Plotly Dash is an open-source Python library for creating interactive web applications. It is built on top of the popular Plotly library and enables users to create highly customizable and interactive data visualizations. Dash is used by data scientists, developers, and analysts to create powerful data-driven applications.
Plotly Dash is a library for creating interactive web applications with Python. It is built on top of the popular Plotly library and enables users to create highly customizable and interactive data visualizations. Dash is used by data scientists, developers, and analysts to create powerful data-driven applications. Dash applications are composed of two parts: the web application front-end and the Python code that runs the application. The web application front-end is written in HTML, CSS, and JavaScript and is responsible for displaying the data visualizations. The Python code is responsible for creating the data visualizations and is written in Python.
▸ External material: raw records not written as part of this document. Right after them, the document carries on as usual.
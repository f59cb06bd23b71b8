//! Presentation helpers for ledger rows and trace reports.
//!
//! Absent values render as [`PLACEHOLDER`] so gaps stay distinguishable from zero.

use chrono::{DateTime, NaiveDate, Utc};
use rust_decimal::Decimal;

use crate::models::{Direction, Reason};

pub const PLACEHOLDER: &str = "—";

pub fn or_placeholder(value: Option<&str>) -> &str {
    match value {
        Some(text) if !text.trim().is_empty() => text,
        _ => PLACEHOLDER,
    }
}

/// Known directions get a label; others show their raw value.
pub fn direction_label(direction: Option<&Direction>) -> String {
    match direction {
        Some(Direction::In) => "Nhập".to_string(),
        Some(Direction::Out) => "Xuất".to_string(),
        Some(Direction::Other(raw)) => raw.clone(),
        None => PLACEHOLDER.to_string(),
    }
}

pub fn reason_label(reason: Option<&Reason>) -> String {
    let label = match reason {
        Some(Reason::ShipmentIn) => "Nhập theo lô hàng",
        Some(Reason::ShipmentOut) => "Xuất theo lô hàng",
        Some(Reason::ServiceUse) => "Sử dụng cho dịch vụ",
        Some(Reason::Return) => "Trả lại",
        Some(Reason::Adjustment) => "Điều chỉnh",
        Some(Reason::Other(raw)) => raw.as_str(),
        None => PLACEHOLDER,
    };
    label.to_string()
}

pub fn format_timestamp(value: Option<DateTime<Utc>>) -> String {
    value
        .map(|ts| ts.format("%d/%m/%Y %H:%M").to_string())
        .unwrap_or_else(|| PLACEHOLDER.to_string())
}

pub fn format_date(value: Option<NaiveDate>) -> String {
    value
        .map(|date| date.format("%d/%m/%Y").to_string())
        .unwrap_or_else(|| PLACEHOLDER.to_string())
}

pub fn format_quantity(value: Option<Decimal>) -> String {
    value
        .map(|quantity| quantity.normalize().to_string())
        .unwrap_or_else(|| PLACEHOLDER.to_string())
}
use chrono::{DateTime, NaiveDate, Utc};
use rust_decimal::Decimal;
use serde::Serialize;

use super::lot::Lot;
use super::movement::{Direction, Reason};

/// One row of a part's movement history.
#[derive(Debug, Clone, PartialEq, Serialize)]
#[serde(rename_all = "camelCase")]
pub struct MovementProjection {
    pub movement_id: String,
    pub date: Option<DateTime<Utc>>,
    pub direction: Option<Direction>,
    pub reason: Option<Reason>,
    pub center_name: Option<String>,
    pub quantity: Option<Decimal>,
    pub note: Option<String>,
    pub appointment_note: Option<String>,
}

/// Provenance and movement history of one physical part for a VIN query.
#[derive(Debug, Clone, PartialEq, Serialize)]
#[serde(rename_all = "camelCase")]
pub struct PartTraceRecord {
    pub part_key: String,
    pub part_id: Option<String>,
    pub part_no: Option<String>,
    pub part_name: Option<String>,
    pub production_date: Option<NaiveDate>,
    pub serial_no: Option<String>,
    pub batch_no: Option<String>,
    pub part_lots: Vec<Lot>,
    pub movements: Vec<MovementProjection>,
}

/// Full traceability report for a single vehicle.
#[derive(Debug, Clone, PartialEq, Serialize)]
#[serde(rename_all = "camelCase")]
pub struct VinTraceReport {
    pub vin: String,
    pub parts: Vec<PartTraceRecord>,
    pub movement_count: usize,
    /// Movements with neither a part id nor a part number.
    pub unattributed_count: usize,
}

impl VinTraceReport {
    pub fn is_empty(&self) -> bool {
        self.parts.is_empty()
    }
}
Dash applications are highly customizable and interactive. Dash allows users to create data visualizations with various interactive features such as zooming, panning, and hovering. Dash also provides a wide variety of charts and plots, including line charts, bar charts, scatter plots, and more.
Plotly Dash provides a wide variety of features for creating interactive web applications with Python. Some of the features include:
Here is an example of a simple Dash application that displays a line chart.
import dash
import dash_core_components as dcc
import dash_html_components as html
import plotly.graph_objects as go
app = dash.Dash()
app.layout = html.Div([
dcc.Graph(
figure=go.Figure(
data=[
go.Scatter(
x=[1, 2, 3],
y=[4, 5, 6],
mode='lines'
)
]
)
)
])
if __name__ == '__main__':
app.run_server(debug=True)
Pros:
Cons:
Plotly Dash is related to other libraries such as Plotly, Bokeh, and Matplotlib. These libraries are all used for creating data visualizations in Python. Plotly and Dash are both built on top of the popular Plotly library and enable users to create highly customizable and interactive data visualizations. Bokeh is a library for creating interactive data visualizations with Python and is used for creating interactive web applications. Matplotlib is a library for creating static data visualizations with Python and is used for creating static data visualizations.